* **Exercise requirements**: Among the lines below, which ones contain the word "your"? Copy every such line.

Dataset entries:

=== Section Start ===

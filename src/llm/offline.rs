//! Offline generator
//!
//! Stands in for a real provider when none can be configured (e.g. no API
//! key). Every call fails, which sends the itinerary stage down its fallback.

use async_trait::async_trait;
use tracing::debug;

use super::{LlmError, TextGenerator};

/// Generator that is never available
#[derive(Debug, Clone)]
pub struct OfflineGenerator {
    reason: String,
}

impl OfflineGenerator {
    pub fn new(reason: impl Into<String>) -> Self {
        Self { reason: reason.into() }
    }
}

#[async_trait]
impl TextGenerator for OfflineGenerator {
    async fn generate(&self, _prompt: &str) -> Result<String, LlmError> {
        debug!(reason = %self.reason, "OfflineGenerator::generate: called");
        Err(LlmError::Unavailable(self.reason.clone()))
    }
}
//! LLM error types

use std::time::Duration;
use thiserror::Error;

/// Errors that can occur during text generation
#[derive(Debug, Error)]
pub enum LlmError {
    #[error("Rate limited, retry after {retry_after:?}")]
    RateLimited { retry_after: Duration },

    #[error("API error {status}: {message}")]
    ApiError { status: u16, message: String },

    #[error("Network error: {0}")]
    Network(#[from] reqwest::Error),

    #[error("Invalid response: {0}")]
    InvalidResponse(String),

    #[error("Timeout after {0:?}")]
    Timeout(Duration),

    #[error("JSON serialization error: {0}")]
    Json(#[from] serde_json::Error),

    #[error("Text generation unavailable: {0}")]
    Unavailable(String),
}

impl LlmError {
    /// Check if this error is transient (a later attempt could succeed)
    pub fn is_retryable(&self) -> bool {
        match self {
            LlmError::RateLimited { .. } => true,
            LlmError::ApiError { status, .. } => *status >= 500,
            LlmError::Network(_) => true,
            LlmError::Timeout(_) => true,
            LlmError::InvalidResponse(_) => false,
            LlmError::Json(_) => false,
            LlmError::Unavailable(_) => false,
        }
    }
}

=== Section End ===
=== Section Start ===

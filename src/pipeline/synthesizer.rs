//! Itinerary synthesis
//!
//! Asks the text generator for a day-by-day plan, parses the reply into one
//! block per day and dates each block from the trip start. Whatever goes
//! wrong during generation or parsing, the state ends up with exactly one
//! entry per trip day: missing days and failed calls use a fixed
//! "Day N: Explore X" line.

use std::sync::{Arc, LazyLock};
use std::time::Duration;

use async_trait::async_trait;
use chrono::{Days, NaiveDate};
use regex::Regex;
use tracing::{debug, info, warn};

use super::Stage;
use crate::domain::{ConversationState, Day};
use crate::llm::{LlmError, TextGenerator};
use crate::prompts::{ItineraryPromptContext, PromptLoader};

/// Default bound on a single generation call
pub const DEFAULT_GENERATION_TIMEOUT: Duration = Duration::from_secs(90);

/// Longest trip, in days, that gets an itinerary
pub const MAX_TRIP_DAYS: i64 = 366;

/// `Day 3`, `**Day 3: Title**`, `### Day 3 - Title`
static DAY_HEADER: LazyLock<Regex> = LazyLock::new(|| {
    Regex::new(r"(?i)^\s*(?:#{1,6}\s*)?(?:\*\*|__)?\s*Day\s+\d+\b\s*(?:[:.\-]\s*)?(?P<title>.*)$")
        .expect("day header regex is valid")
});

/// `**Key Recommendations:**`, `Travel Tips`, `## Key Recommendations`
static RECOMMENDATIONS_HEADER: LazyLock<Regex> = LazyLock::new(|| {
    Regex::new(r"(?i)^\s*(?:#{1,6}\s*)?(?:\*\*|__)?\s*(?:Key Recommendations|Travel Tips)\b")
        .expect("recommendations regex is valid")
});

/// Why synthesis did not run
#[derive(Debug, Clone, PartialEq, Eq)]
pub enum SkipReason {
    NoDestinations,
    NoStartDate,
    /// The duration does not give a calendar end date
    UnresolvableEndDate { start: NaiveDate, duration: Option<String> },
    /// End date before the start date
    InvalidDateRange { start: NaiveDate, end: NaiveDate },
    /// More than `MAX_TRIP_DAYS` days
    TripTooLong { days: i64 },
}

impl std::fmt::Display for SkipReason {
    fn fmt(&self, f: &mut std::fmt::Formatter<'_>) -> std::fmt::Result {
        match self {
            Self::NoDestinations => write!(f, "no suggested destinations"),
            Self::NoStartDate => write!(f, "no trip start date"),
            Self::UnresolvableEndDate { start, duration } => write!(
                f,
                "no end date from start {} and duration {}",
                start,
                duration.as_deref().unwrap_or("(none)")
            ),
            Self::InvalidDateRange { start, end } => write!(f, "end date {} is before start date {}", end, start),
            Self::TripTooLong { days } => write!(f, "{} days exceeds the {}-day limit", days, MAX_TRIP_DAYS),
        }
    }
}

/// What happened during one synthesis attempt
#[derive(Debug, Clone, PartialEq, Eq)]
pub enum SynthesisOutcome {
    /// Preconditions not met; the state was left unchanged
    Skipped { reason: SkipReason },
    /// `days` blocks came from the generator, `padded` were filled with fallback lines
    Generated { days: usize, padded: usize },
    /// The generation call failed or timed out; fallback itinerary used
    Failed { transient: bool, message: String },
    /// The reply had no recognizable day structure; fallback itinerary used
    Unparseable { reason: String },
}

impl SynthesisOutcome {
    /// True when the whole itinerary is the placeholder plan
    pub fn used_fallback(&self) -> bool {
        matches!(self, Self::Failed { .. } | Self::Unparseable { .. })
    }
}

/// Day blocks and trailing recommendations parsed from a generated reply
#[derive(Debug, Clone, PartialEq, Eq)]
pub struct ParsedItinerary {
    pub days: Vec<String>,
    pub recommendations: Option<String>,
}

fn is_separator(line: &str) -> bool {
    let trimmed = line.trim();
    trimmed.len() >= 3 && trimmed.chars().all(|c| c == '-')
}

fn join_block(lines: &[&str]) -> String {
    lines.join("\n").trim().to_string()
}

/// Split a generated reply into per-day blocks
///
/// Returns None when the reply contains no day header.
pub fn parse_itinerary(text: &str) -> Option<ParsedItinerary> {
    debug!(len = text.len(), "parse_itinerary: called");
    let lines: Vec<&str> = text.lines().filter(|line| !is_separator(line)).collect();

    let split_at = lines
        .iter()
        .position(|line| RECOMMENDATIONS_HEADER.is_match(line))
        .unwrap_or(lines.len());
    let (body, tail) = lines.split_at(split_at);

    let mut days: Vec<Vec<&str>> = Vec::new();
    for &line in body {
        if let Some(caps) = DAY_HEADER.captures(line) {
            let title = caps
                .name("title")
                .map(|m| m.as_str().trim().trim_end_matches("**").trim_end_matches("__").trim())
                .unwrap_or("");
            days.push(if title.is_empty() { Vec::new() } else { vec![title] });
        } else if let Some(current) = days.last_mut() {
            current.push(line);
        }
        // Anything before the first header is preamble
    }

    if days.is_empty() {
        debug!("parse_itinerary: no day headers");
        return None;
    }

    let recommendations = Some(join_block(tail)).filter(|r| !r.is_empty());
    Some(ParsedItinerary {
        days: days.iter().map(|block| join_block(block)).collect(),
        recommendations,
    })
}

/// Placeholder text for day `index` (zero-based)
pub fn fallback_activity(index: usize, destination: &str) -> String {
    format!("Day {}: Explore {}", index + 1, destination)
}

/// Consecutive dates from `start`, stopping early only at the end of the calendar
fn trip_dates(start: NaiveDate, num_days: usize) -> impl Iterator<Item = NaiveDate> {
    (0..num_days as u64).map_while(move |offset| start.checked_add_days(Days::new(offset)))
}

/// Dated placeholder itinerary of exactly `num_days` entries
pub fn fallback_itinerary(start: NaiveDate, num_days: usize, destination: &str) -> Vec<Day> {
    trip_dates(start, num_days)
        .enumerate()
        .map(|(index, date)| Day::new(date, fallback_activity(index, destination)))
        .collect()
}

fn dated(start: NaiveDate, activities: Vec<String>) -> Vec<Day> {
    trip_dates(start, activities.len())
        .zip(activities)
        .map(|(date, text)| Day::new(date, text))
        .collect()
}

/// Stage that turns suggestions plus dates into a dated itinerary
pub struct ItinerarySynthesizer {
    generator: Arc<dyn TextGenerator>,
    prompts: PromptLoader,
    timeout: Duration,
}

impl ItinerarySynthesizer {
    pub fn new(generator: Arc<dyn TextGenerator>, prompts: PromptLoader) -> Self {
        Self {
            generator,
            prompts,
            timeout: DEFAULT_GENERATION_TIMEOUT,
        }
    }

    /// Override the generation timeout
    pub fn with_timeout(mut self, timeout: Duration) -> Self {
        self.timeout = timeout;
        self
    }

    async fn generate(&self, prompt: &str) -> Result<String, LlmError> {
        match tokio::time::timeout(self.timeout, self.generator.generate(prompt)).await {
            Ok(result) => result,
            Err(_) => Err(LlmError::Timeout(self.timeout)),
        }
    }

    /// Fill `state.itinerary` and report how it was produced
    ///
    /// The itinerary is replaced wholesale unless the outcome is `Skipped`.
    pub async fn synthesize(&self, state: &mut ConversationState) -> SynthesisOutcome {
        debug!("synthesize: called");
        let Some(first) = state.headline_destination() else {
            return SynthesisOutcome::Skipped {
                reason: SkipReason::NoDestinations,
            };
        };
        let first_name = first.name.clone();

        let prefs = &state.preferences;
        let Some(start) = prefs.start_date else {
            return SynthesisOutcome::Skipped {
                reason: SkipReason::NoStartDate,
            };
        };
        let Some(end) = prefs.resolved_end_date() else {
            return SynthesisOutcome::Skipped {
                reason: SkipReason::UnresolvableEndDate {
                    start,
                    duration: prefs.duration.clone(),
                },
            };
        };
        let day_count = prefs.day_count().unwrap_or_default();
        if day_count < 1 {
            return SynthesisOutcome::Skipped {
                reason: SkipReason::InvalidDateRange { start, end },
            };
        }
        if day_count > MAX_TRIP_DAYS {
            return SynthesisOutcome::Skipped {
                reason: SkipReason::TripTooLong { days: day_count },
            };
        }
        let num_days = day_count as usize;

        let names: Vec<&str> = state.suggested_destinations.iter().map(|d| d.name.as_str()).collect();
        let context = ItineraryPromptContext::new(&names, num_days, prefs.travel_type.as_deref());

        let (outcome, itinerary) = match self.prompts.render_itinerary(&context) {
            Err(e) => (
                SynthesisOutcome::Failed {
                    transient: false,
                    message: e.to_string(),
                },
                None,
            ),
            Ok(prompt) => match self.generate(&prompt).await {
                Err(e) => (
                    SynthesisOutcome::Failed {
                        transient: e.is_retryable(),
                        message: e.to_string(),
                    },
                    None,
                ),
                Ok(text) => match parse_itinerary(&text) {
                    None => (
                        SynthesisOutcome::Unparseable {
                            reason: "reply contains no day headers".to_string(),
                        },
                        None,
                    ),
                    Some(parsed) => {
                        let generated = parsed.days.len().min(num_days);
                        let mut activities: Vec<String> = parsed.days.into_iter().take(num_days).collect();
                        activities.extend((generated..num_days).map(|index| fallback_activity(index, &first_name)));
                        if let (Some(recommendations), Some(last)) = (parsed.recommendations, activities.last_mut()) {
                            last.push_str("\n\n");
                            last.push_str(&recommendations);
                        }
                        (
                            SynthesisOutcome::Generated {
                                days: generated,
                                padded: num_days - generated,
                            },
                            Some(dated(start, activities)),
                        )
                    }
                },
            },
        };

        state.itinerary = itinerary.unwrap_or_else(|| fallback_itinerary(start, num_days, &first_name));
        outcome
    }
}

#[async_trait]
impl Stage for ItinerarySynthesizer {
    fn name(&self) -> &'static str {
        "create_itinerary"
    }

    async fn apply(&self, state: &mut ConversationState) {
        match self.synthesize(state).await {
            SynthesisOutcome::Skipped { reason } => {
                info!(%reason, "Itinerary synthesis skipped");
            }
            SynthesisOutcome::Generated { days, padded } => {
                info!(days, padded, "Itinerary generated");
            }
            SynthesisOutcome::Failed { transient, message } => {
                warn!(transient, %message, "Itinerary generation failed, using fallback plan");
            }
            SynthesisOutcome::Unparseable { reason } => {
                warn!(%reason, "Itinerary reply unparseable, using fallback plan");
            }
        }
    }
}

=== Section End ===
=== Section Start ===

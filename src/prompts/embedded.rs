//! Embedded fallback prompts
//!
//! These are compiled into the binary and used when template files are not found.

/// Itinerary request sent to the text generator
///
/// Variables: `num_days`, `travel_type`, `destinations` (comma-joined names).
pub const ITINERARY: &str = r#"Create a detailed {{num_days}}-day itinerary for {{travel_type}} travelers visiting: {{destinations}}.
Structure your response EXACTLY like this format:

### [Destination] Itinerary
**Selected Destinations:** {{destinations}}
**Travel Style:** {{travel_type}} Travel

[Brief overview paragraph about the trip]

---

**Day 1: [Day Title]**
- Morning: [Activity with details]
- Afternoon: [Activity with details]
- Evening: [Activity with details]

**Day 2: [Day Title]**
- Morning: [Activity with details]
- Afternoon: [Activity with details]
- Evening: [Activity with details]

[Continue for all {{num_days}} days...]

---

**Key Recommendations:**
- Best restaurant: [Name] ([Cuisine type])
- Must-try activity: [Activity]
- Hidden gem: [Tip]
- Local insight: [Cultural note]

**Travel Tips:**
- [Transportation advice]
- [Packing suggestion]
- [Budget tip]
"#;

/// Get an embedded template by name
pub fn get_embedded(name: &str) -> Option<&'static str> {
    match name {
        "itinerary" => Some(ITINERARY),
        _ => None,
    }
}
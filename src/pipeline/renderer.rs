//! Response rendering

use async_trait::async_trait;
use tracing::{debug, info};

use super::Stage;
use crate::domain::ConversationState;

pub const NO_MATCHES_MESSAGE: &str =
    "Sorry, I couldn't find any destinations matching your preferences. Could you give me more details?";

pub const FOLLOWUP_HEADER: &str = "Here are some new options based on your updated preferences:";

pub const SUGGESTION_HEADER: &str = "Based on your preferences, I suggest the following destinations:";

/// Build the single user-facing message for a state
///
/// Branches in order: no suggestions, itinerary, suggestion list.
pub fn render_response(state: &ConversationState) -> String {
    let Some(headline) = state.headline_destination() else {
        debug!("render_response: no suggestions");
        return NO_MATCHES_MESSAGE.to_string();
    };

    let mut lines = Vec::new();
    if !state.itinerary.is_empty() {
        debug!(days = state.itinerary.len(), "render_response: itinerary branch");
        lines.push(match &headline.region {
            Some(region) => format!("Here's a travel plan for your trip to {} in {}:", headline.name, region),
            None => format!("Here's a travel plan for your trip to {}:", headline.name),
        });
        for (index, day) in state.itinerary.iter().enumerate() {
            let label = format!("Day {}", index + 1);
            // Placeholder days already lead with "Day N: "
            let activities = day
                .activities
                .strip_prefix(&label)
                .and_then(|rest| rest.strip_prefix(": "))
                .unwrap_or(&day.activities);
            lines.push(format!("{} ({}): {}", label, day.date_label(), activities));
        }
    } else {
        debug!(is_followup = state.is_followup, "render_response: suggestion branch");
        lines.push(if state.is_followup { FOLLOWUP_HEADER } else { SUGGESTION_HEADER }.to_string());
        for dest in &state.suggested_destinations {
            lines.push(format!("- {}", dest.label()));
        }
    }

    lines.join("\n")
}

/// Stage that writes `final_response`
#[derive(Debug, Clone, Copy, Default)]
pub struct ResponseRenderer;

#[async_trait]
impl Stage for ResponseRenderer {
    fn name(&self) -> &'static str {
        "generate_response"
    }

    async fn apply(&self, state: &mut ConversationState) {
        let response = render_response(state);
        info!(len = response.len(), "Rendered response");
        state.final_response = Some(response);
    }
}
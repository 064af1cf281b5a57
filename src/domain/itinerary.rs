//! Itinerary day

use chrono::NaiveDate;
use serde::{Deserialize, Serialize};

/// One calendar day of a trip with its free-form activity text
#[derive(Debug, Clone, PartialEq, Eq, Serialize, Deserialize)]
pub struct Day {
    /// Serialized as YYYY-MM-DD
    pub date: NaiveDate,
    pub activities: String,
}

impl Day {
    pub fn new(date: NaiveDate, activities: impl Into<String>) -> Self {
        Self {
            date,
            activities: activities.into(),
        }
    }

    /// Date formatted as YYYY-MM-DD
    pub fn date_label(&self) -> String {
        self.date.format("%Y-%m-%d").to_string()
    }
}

=== Section End ===

* **Solution to the problem**:
Structure your response EXACTLY like this format:
    "Sorry, I couldn't find any destinations matching your preferences. Could you give me more details?";
pub const FOLLOWUP_HEADER: &str = "Here are some new options based on your updated preferences:";
pub const SUGGESTION_HEADER: &str = "Based on your preferences, I suggest the following destinations:";
            Some(region) => format!("Here's a travel plan for your trip to {} in {}:", headline.name, region),
            None => format!("Here's a travel plan for your trip to {}:", headline.name),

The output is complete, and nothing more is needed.